The senior militant, former Guantanamo Bay detainee Mullah Abdul Rauf, was killed in the violence-plagued southern province of Helmand, officials there said.
Police chief Nabi Jan Mullahkhel said Rauf was travelling in a car when the drone attacked. The other casualties included his brother-in-law and four Pakistanis, Mullahkhel said.
He did not give more details of the attack. The United States operates drones over Afghanistan and neighbouring Pakistan. U.S.-led forces in Afghanistan did not immediately respond to requests for comment.
Rauf had been influential in Afghanistan’s jihadi movement for well over a decade.
Media reports last month said he had begun recruiting for Islamic State, part of a push by the movement to gain traction beyond its stronghold in Iraq and Syria.

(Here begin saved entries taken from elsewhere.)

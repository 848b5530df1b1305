//! Memory tier backed by a moka async cache
//!
//! Entries are keyed by the logical key and hold type-erased values.
//! The cache is bounded by both an entry count and a total cost in bytes:
//! moka only knows one capacity, so every entry is charged at least
//! `max_cost / max_entries`, which makes the weight budget unable to hold
//! more than `max_entries` entries.

use crate::types::remaining;
use chrono::{DateTime, Utc};
use moka::future::Cache;
use moka::Expiry;
use std::any::Any;
use std::sync::Arc;
use std::time::{Duration, Instant};
use tracing::{debug, info};

#[derive(Clone)]
struct MemoryEntry {
    value: Arc<dyn Any + Send + Sync>,
    weight: u32,
    expires_at: Option<DateTime<Utc>>,
}

impl MemoryEntry {
    fn time_to_live(&self) -> Option<Duration> {
        self.expires_at.map(remaining)
    }

    fn is_expired(&self) -> bool {
        self.expires_at.is_some_and(|at| at <= Utc::now())
    }
}

/// Per-entry expiry derived from each entry's absolute deadline
struct EntryExpiry;

impl Expiry<String, MemoryEntry> for EntryExpiry {
    fn expire_after_create(
        &self,
        _key: &String,
        value: &MemoryEntry,
        _created_at: Instant,
    ) -> Option<Duration> {
        value.time_to_live()
    }

    fn expire_after_update(
        &self,
        _key: &String,
        value: &MemoryEntry,
        _updated_at: Instant,
        _duration_until_expiry: Option<Duration>,
    ) -> Option<Duration> {
        value.time_to_live()
    }
}

/// In-process cache tier
#[derive(Clone)]
pub struct MemoryCache {
    entries: Cache<String, MemoryEntry>,
    min_weight: u64,
}

impl MemoryCache {
    /// Create a tier holding at most `max_entries` entries and `max_cost` bytes
    ///
    /// A `max_entries` of zero is treated as one.
    pub fn new(max_entries: u64, max_cost: u64) -> Self {
        let max_entries = max_entries.max(1);
        let entries = Cache::builder()
            .max_capacity(max_cost)
            .weigher(|_key: &String, entry: &MemoryEntry| entry.weight)
            .expire_after(EntryExpiry)
            .build();

        Self {
            entries,
            min_weight: max_cost.div_ceil(max_entries).max(1),
        }
    }

    /// Look up `key`, returning `None` on a miss, an expired entry, or a
    /// value of a different type
    pub async fn get<T>(&self, key: &str) -> Option<T>
    where
        T: Clone + Send + Sync + 'static,
    {
        let entry = self.entries.get(key).await?;
        // moka drops it on its own schedule; invalidating here could hit a fresh replacement.
        if entry.is_expired() {
            debug!(key, "Memory cache entry expired");
            return None;
        }

        match entry.value.downcast::<T>() {
            Ok(value) => Some(T::clone(&value)),
            Err(_) => {
                debug!(key, "Memory cache entry has a different type");
                None
            }
        }
    }

    /// Insert `value` charged at `cost` bytes
    ///
    /// An already-expired deadline removes the key instead.
    pub async fn insert<T>(&self, key: &str, value: T, cost: u64, expires_at: Option<DateTime<Utc>>)
    where
        T: Send + Sync + 'static,
    {
        if expires_at.is_some_and(|at| at <= Utc::now()) {
            self.entries.invalidate(key).await;
            return;
        }

        let weight = cost.max(self.min_weight).min(u32::MAX as u64) as u32;
        let entry = MemoryEntry {
            value: Arc::new(value),
            weight,
            expires_at,
        };
        self.entries.insert(key.to_string(), entry).await;
    }

    pub async fn remove(&self, key: &str) {
        self.entries.invalidate(key).await;
    }

    /// Drop every entry
    pub fn clear(&self) {
        self.entries.invalidate_all();
    }

    /// A handle the host environment can signal on memory pressure
    pub fn pressure_handle(&self) -> MemoryPressureHandle {
        MemoryPressureHandle {
            memory: self.clone(),
        }
    }

    /// Entry count and weighted size once pending maintenance has run
    pub async fn stats(&self) -> (u64, u64) {
        self.entries.run_pending_tasks().await;
        (self.entries.entry_count(), self.entries.weighted_size())
    }
}

/// Drops the memory tier when the host reports memory pressure
///
/// The disk tier is left alone, so values stay recoverable after the drop.
#[derive(Clone)]
pub struct MemoryPressureHandle {
    memory: MemoryCache,
}

impl MemoryPressureHandle {
    pub fn notify(&self) {
        info!("Memory pressure signalled, dropping memory cache");
        self.memory.clear();
    }
}
//! Error types for the cache CLI

use std::fmt;

#[derive(Debug)]
pub enum CliError {
    Cache(tiered_cache::CacheError),
    Io(Box<std::io::Error>),
    Json(Box<serde_json::Error>),
    Config(String),
}

impl fmt::Display for CliError {
    fn fmt(&self, f: &mut fmt::Formatter<'_>) -> fmt::Result {
        match self {
            CliError::Cache(err) => write!(f, "Cache error: {}", err),
            CliError::Io(err) => write!(f, "IO error: {}", err),
            CliError::Json(err) => write!(f, "JSON error: {}", err),
            CliError::Config(msg) => write!(f, "Configuration error: {}", msg),
        }
    }
}

impl std::error::Error for CliError {
    fn source(&self) -> Option<&(dyn std::error::Error + 'static)> {
        match self {
            CliError::Cache(err) => Some(err),
            CliError::Io(err) => Some(err.as_ref()),
            CliError::Json(err) => Some(err.as_ref()),
            CliError::Config(_) => None,
        }
    }
}

impl From<tiered_cache::CacheError> for CliError {
    fn from(err: tiered_cache::CacheError) -> Self {
        CliError::Cache(err)
    }
}

impl From<std::io::Error> for CliError {
    fn from(err: std::io::Error) -> Self {
        CliError::Io(Box::new(err))
    }
}

impl From<serde_json::Error> for CliError {
    fn from(err: serde_json::Error) -> Self {
        CliError::Json(Box::new(err))
    }
}

impl From<tracing_subscriber::filter::ParseError> for CliError {
    fn from(err: tracing_subscriber::filter::ParseError) -> Self {
        CliError::Config(err.to_string())
    }
}

pub type Result<T> = std::result::Result<T, CliError>;
//! The public two-tier cache
//!
//! Lookups go memory first, then disk; disk hits are decoded and promoted
//! into memory. Writes go to both tiers. Nothing here ever returns an
//! error to the caller: every failure is logged and degrades to a miss.

use crate::config::CacheConfig;
use crate::disk::{run_detached, DiskCache};
use crate::error::Result;
use crate::key::image_key;
use crate::memory::{MemoryCache, MemoryPressureHandle};
use crate::types::{expiry_from_ttl, CacheStats};
use serde::de::DeserializeOwned;
use serde::Serialize;
use std::sync::atomic::{AtomicU64, Ordering};
use std::time::Duration;
use tracing::{debug, info, warn};

/// Memory + disk cache for structured values and raw blobs
pub struct TieredCache {
    memory: MemoryCache,
    disk: DiskCache,
    config: CacheConfig,
    memory_hits: AtomicU64,
    disk_hits: AtomicU64,
    misses: AtomicU64,
}

impl TieredCache {
    /// Open the cache described by `config`
    ///
    /// Must be called from within a tokio runtime; the disk tier starts a
    /// background purge of stale entries.
    pub async fn open(config: CacheConfig) -> Result<Self> {
        config.validate()?;

        let disk = DiskCache::open(config.cache_dir.clone(), config.disk_quota).await?;
        let memory = MemoryCache::new(config.memory_max_entries, config.memory_max_cost);

        info!(
            memory_max_entries = config.memory_max_entries,
            memory_max_cost = config.memory_max_cost,
            "Cache opened"
        );

        Ok(Self {
            memory,
            disk,
            config,
            memory_hits: AtomicU64::new(0),
            disk_hits: AtomicU64::new(0),
            misses: AtomicU64::new(0),
        })
    }

    /// Wait until stale entries from a previous process have been purged
    pub async fn ready(&self) {
        self.disk.ready().await;
    }

    pub fn config(&self) -> &CacheConfig {
        &self.config
    }

    pub fn memory(&self) -> &MemoryCache {
        &self.memory
    }

    pub fn disk(&self) -> &DiskCache {
        &self.disk
    }

    /// Get a structured value
    pub async fn get<T>(&self, key: &str) -> Option<T>
    where
        T: DeserializeOwned + Clone + Send + Sync + 'static,
    {
        if let Some(value) = self.memory.get::<T>(key).await {
            self.memory_hits.fetch_add(1, Ordering::Relaxed);
            debug!(key, "Memory cache hit");
            return Some(value);
        }

        let Some(hit) = self.disk.lookup(key).await else {
            self.misses.fetch_add(1, Ordering::Relaxed);
            debug!(key, "Cache miss");
            return None;
        };

        match serde_json::from_slice::<T>(&hit.data) {
            Ok(value) => {
                self.memory
                    .insert(key, value.clone(), hit.data.len() as u64, hit.expires_at)
                    .await;
                self.disk_hits.fetch_add(1, Ordering::Relaxed);
                Some(value)
            }
            Err(e) => {
                warn!(key, error = %e, "Cached value failed to decode, treating as miss");
                self.misses.fetch_add(1, Ordering::Relaxed);
                None
            }
        }
    }

    /// Store a structured value in both tiers
    ///
    /// `ttl` falls back to the configured default; with neither, the entry
    /// only leaves by eviction or removal. A value that cannot be encoded
    /// is still held in memory for the rest of the process.
    pub async fn set<T>(&self, value: T, key: &str, ttl: Option<Duration>)
    where
        T: Serialize + Send + Sync + 'static,
    {
        let ttl = ttl.or(self.config.default_ttl);
        if ttl == Some(Duration::ZERO) {
            self.remove(key).await;
            return;
        }
        let expires_at = ttl.and_then(expiry_from_ttl);

        let memory = self.memory.clone();
        let disk = self.disk.clone();
        let key = key.to_string();
        run_detached(async move {
            match serde_json::to_vec(&value) {
                Ok(bytes) => {
                    memory
                        .insert(&key, value, bytes.len() as u64, expires_at)
                        .await;
                    disk.store(bytes, &key, expires_at).await;
                }
                Err(e) => {
                    warn!(key = %key, error = %e, "Value not encodable, caching in memory only");
                    let cost = std::mem::size_of::<T>() as u64;
                    memory.insert(&key, value, cost, expires_at).await;
                    // An older disk copy would otherwise resurface after memory eviction.
                    disk.remove_data(&key).await;
                }
            }
        })
        .await;
    }

    /// Remove a structured value from both tiers
    pub async fn remove(&self, key: &str) {
        self.remove_both(key.to_string()).await;
    }

    /// Drop `key` from both tiers on a task that outlives the caller
    async fn remove_both(&self, key: String) {
        let memory = self.memory.clone();
        let disk = self.disk.clone();
        run_detached(async move {
            memory.remove(&key).await;
            disk.remove_data(&key).await;
        })
        .await;
    }

    /// Empty both tiers
    pub async fn clear_all(&self) {
        self.memory.clear();
        self.disk.clear_all().await;
        info!("Cache cleared");
    }

    /// Get a raw blob (e.g. an image) stored with [`TieredCache::set_image`]
    pub async fn get_image(&self, key: &str) -> Option<Vec<u8>> {
        let key = image_key(&self.config.image_prefix, key);

        if let Some(data) = self.memory.get::<Vec<u8>>(&key).await {
            self.memory_hits.fetch_add(1, Ordering::Relaxed);
            return Some(data);
        }

        match self.disk.lookup(&key).await {
            Some(hit) => {
                let cost = hit.data.len() as u64;
                self.memory
                    .insert(&key, hit.data.clone(), cost, hit.expires_at)
                    .await;
                self.disk_hits.fetch_add(1, Ordering::Relaxed);
                Some(hit.data)
            }
            None => {
                self.misses.fetch_add(1, Ordering::Relaxed);
                None
            }
        }
    }

    /// Store a raw blob in both tiers, without any encoding
    pub async fn set_image(&self, data: Vec<u8>, key: &str, ttl: Option<Duration>) {
        let key = image_key(&self.config.image_prefix, key);
        let ttl = ttl.or(self.config.default_ttl);
        if ttl == Some(Duration::ZERO) {
            self.remove_both(key).await;
            return;
        }
        let expires_at = ttl.and_then(expiry_from_ttl);

        let memory = self.memory.clone();
        let disk = self.disk.clone();
        run_detached(async move {
            let cost = data.len() as u64;
            memory.insert(&key, data.clone(), cost, expires_at).await;
            disk.store(data, &key, expires_at).await;
        })
        .await;
    }

    pub async fn remove_image(&self, key: &str) {
        self.remove_both(image_key(&self.config.image_prefix, key))
            .await;
    }

    /// A cloneable callback for the host's low-memory notification
    pub fn memory_pressure_handle(&self) -> MemoryPressureHandle {
        self.memory.pressure_handle()
    }

    /// Drop the memory tier; the disk tier is unaffected
    pub fn on_memory_pressure(&self) {
        self.memory_pressure_handle().notify();
    }

    /// Purge expired and orphaned disk entries now
    pub async fn purge_expired(&self) -> usize {
        self.disk.purge_expired().await
    }

    /// Finish any quota enforcement still pending after recent writes
    pub async fn settle(&self) {
        self.disk.settle().await;
    }

    pub async fn stats(&self) -> CacheStats {
        let (memory_entries, memory_weight) = self.memory.stats().await;
        let (disk_entries, disk_size) = self.disk.stats().await;

        CacheStats {
            memory_entries,
            memory_weight,
            disk_entries,
            disk_size,
            memory_hits: self.memory_hits.load(Ordering::Relaxed),
            disk_hits: self.disk_hits.load(Ordering::Relaxed),
            misses: self.misses.load(Ordering::Relaxed),
        }
    }
}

Afghanistan’s main intelligence agency, the National Directorate of Security (NDS), said in a statement Rauf was in charge of IS in southwestern Afghanistan and he was killed just after mid-day in “a successful military operation”.
Helmand’s deputy governor, Mohammad Jan Rasulyar, said Rauf’s membership of IS could not be confirmed but his associates were dressed in black outfits often worn by IS members.
“It is too early to confirm that he was Daish but his people were wearing the same clothes and mask,” Rasulyar said, referring to IS.
A U.S. military report released by the anti-secrecy group WikiLeaks in 2011 said that Rauf had tried to pass himself off as a low level Taliban worker who “delivered bread,” but that interrogators suspected he was more senior.
Also in 2011, Newsweek magazine reported that Rauf had once led an elite fighting force close to Taliban leader Mullah Omar, and that after his return to Afghanistan in 2007 he had become the Taliban’s shadow governor in Uruzgan province.
Earlier in January, an online video was released showing former militants of the Tehreek-i-Taliban (TTP) pledging allegiance to the Islamic State group.
At the end of the video, the militants killed a man they claim to be a Pakistani soldier.
The video raised concerns about whether IS has found support in Pakistan and Afghanistan, a region already awash with dozens of militant groups.
Taliban militants in Afghanistan and Pakistan owe their allegiance to Mullah Omar, a cleric who has led the Taliban since the 1990s and hasn’t been publicly heard from for years.